Luana Caetano explica que o homem nerd aproveita a popularidade desse universo para sair da sua concha de reclusão, mas que não sabe lidar com a quantidade de mulheres nesse meio. “O homem nerd tem aproveitado essa popularidade que a cultura nerd e geek ganhou na última década pra sair da sua concha de reclusão. Eles se sentem confiantes hoje pra ocupar diversos espaços que antes você não os encontrava, mas infelizmente esses meninos cresceram tendo contato com um único tipo de mulher: a que aparece nos quadrinhos”, conta.

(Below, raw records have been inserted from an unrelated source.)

use std::path::PathBuf;
use std::sync::Arc;

use clap::Parser;
use poem::{listener::TcpListener, Server};
use registry_listing::{FilesystemStore, ListingApp, ListingConfig};
use tracing::{event, Level};
use tracing_subscriber::EnvFilter;

/// Registry listing CLI
///
#[derive(Default, Parser, Clone)]
#[clap(name = "registry-listing")]
#[clap(about = "Serves the catalog and tags list endpoints of a registry's filesystem storage")]
struct Cli {
    /// Path to a toml config file,
    ///
    #[clap(long)]
    config: Option<PathBuf>,
    /// Address to serve the registry api on, overrides the config file
    #[clap(long)]
    address: Option<String>,
    /// Root directory of the filesystem storage, overrides the config file
    #[clap(long)]
    root: Option<PathBuf>,
    /// Enable debug mode
    #[clap(long, short, action)]
    debug: bool,
}

#[tokio::main]
async fn main() {
    let cli = Cli::parse();
    tracing_subscriber::fmt::Subscriber::builder()
        .with_env_filter(if !cli.debug {
            EnvFilter::builder()
                .with_default_directive("registry_listing=info".parse().expect("should parse"))
                .from_env()
                .expect("should work")
        } else {
            EnvFilter::builder()
                .with_default_directive("registry_listing=debug".parse().expect("should parse"))
                .from_env()
                .expect("should work")
                .add_directive("poem=debug".parse().expect("should be ok"))
        })
        .compact()
        .init();

    let mut config = match cli.config.as_ref() {
        Some(path) => match ListingConfig::try_load(path).await {
            Ok(config) => config,
            Err(err) => {
                event!(Level::ERROR, "Could not load config {:?}, {err}", path);
                std::process::exit(1);
            }
        },
        None => ListingConfig::default(),
    };

    if let Some(address) = cli.address {
        config.address = address;
    }

    if let Some(root) = cli.root {
        config.storage.root = root;
    }

    event!(
        Level::INFO,
        "Serving registry listing for {:?} on {}",
        config.storage.root,
        config.address
    );
    event!(Level::DEBUG, "{:#?}", config.paging);

    let store = Arc::new(FilesystemStore::new(&config.storage.root));
    let app = ListingApp::new(store, config.paging).routes();

    if let Err(err) = Server::new(TcpListener::bind(config.address)).run(app).await {
        event!(Level::ERROR, "Server exited w/ error, {err}");
        std::process::exit(1);
    }
}
mod error;
pub use error::Error;
pub use error::ErrorCode;
pub use error::Errors;
pub use error::RegistryError;

mod config;
pub use config::ListingConfig;
pub use config::PagingConfig;
pub use config::StorageConfig;
pub use config::TagsPaging;

mod paging;
pub use paging::page_filter;
pub use paging::PageRequest;
pub use paging::PagingParameters;
pub use paging::ResultWindow;

pub mod storage;
pub use storage::FilesystemStore;
pub use storage::MemoryStore;

pub mod enumeration;
pub use enumeration::Enumeration;

mod listing;
pub use listing::Listing;
pub use listing::JSON_CONTENT_TYPE;

mod catalog;
pub use catalog::catalog_api;
pub use catalog::CatalogLister;
pub use catalog::CatalogResponse;

mod tags;
pub use tags::tags_api;
pub use tags::validate_repository_name;
pub use tags::TagLister;
pub use tags::TagsResponse;

mod app;
pub use app::ListingApp;
use serde::{Deserialize, Serialize};

/// Default page size when `n` is absent or invalid,
///
const DEFAULT_PAGE_SIZE: usize = 100;

/// Query page size parameter name,
///
const SIZE_PARAMETER_NAME: &'static str = "n";

/// Query cursor parameter name,
///
const CURSOR_PARAMETER_NAME: &'static str = "last";

/// Settings that control how list endpoints paginate,
///
/// Example:
///
/// ```toml
/// [paging]
/// default_page_size = 100
/// max_page_size = 1000
/// size_parameter = "n"
/// cursor_parameter = "last"
/// tags_paging = "on_demand"
/// ```
///
#[derive(Debug, Clone, PartialEq, Eq, Serialize, Deserialize)]
#[serde(default)]
pub struct PagingConfig {
    /// Page size used when the request does not carry a usable one,
    ///
    pub default_page_size: usize,
    /// If set, requests asking for more than this many results are rejected,
    ///
    pub max_page_size: Option<usize>,
    /// Name of the page size query parameter,
    ///
    pub size_parameter: String,
    /// Name of the cursor query parameter,
    ///
    pub cursor_parameter: String,
    /// When the tags endpoint applies pagination,
    ///
    pub tags_paging: TagsPaging,
}

impl Default for PagingConfig {
    fn default() -> Self {
        Self {
            default_page_size: DEFAULT_PAGE_SIZE,
            max_page_size: None,
            size_parameter: SIZE_PARAMETER_NAME.to_string(),
            cursor_parameter: CURSOR_PARAMETER_NAME.to_string(),
            tags_paging: TagsPaging::default(),
        }
    }
}

/// Pagination policy of the tags endpoint,
///
#[derive(Debug, Default, Clone, Copy, PartialEq, Eq, Serialize, Deserialize)]
#[serde(rename_all = "snake_case")]
pub enum TagsPaging {
    /// Only paginate when the request carries a size or cursor parameter,
    ///
    #[default]
    OnDemand,
    /// Always paginate, same as the catalog endpoint,
    ///
    Always,
}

“Uma idealização de mulher hiperssexualizada que é sempre a coadjuvante na trama ou só a namorada do herói que não acrescenta nada a história. Eles não sabem lidar com mulheres reais, e em alguns casos nem querem. Daí vem os ataques nos jogos online, ao feminismo, e toda outra pauta ou circunstância que nos coloque como pessoas capazes de serem tão heroínas quanto eles”, afirma.
“Felizmente os homens nascidos já dentro dessa cultura nerd expandida vêem tudo com mais naturalidade”, declara. A musicoterapeuta tem um primo de 20 anos, que também faz parte desse universo e que mesmo com pouca idade, não se cala quando vê alguma atitude machista: “Meu primo é 8 anos mais novo que eu, jogador de LOL e CS, e não se cala quando vê atitude machista, principalmente nos jogos online”.
O preconceito com os nerds
Mas nem sempre ser nerd foi pop. Weslley Domingues relembra que quando mais novo passou por algumas situações nem tão legais e que sofreu muito preconceito por gostar de coisas que não eram tão comuns na época. “Eu era o único da turma que lia quadrinhos e falava sobre personagens fictícios, que eram tão reais quanto as próprias pessoas ao meu lado”, explica.
O social media relembra de duas situações que aconteceram e conta o que fez para superar essas crises. “Cheguei a parar em psiquiatra, pois sofria uma grande repressão da minha turma, já que não falava a ‘mesma língua’ que eles”, fala.
“Dois casos inesquecíveis foram quando meus amigos pegaram meu caderno de artes, que havia feito diversos quadrinhos e eles zombaram de mim, me senti bem chateado com isso a ponto de chorar. E quando meu pai rasgou meus pôsteres de jogos autografados, as pessoas que não estão inseridas nesse meio não reconhecem seu amor por certas coisas”, recorda Weslley.
Fabiene Mattos relata que por ter entrado nesse universo “tarde”, foi alvo de perguntas não tão agradáveis. “Ouvi coisas parecidas como ‘não acha que passou da idade para isso?’, ou o maior absurdo que já ouvi ‘isso é coisa de menino!’. Sério, essa frase me deixa enlouquecida!”, afirma.
Fabiene também afirma que todo esse amor pelo mundo nerd chegou até a “atrapalhar” um relacionamento recente: “Não posso negar que tive problemas, inclusive na minha vida amorosa, por conta da minha paixão. Faço coleções de action figures, baldes de pipocas dos filmes, copos/canecas e camisetas da Piticas. Um ex-namorado recente me questionava a cada compra que eu fazia e foi impossível fazer com que ele entendesse e respeitasse essa minha preferência. E, claro, acabou!”.